- _PROBLEM REQUIREMENTS_
Of the lines below, write out exactly those from the line with "or a domain" through the line with "pub static MIGRATOR: Migrator", both included, and skip the rest.

DATA FOR THIS EXERCISE START

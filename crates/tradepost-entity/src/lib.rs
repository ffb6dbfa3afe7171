//! # tradepost-entity
//!
//! Domain entity models for the TradePost marketplace. Every struct in this
//! crate represents a database table row, a joined read model, or a domain
//! value object. Database entities derive `sqlx::FromRow`.

pub mod listing;
pub mod message;
pub mod user;
//! Embedded schema migrations.

use sqlx::PgPool;
use sqlx::migrate::Migrator;
use tracing::info;

use tradepost_core::error::{AppError, ErrorKind};

/// Migrations compiled into the binary from the workspace `migrations/` directory.
pub static MIGRATOR: Migrator = sqlx::migrate!("../../migrations");

/// Apply every pending migration.
pub async fn run_migrations(pool: &PgPool) -> Result<(), AppError> {
    info!(available = MIGRATOR.iter().count(), "Applying schema migrations");

    MIGRATOR.run(pool).await.map_err(|e| {
        AppError::with_source(
            ErrorKind::Database,
            format!("Failed to run migrations: {e}"),
            e,
        )
    })?;

    info!("Schema is up to date");
    Ok(())
}

/// One embedded migration and whether the database has applied it.
#[derive(Debug, Clone)]
pub struct MigrationState {
    pub version: i64,
    pub description: String,
    pub applied: bool,
}

/// Compare the embedded migrations with the `_sqlx_migrations` ledger.
pub async fn migration_status(pool: &PgPool) -> Result<Vec<MigrationState>, AppError> {
    let applied: Vec<i64> = sqlx::query_scalar(
        "SELECT version FROM _sqlx_migrations WHERE success ORDER BY version",
    )
    .fetch_all(pool)
    .await
    .or_else(|e| match e {
        // Ledger table is created by the first run.
        sqlx::Error::Database(ref db) if db.code().as_deref() == Some("42P01") => Ok(Vec::new()),
        other => Err(AppError::with_source(
            ErrorKind::Database,
            "Failed to read migration ledger",
            other,
        )),
    })?;

    Ok(MIGRATOR
        .iter()
        .map(|m| MigrationState {
            version: m.version,
            description: m.description.to_string(),
            applied: applied.contains(&m.version),
        })
        .collect())
}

DATA FOR THIS EXERCISE END

- _FINISHED EXERCISE_
//! crate represents a database table row, a joined read model, or a domain
//! value object. Database entities derive `sqlx::FromRow`.

pub mod listing;
pub mod message;
pub mod user;
//! Embedded schema migrations.

use sqlx::PgPool;
use sqlx::migrate::Migrator;
use tracing::info;

use tradepost_core::error::{AppError, ErrorKind};

/// Migrations compiled into the binary from the workspace `migrations/` directory.
pub static MIGRATOR: Migrator = sqlx::migrate!("../../migrations");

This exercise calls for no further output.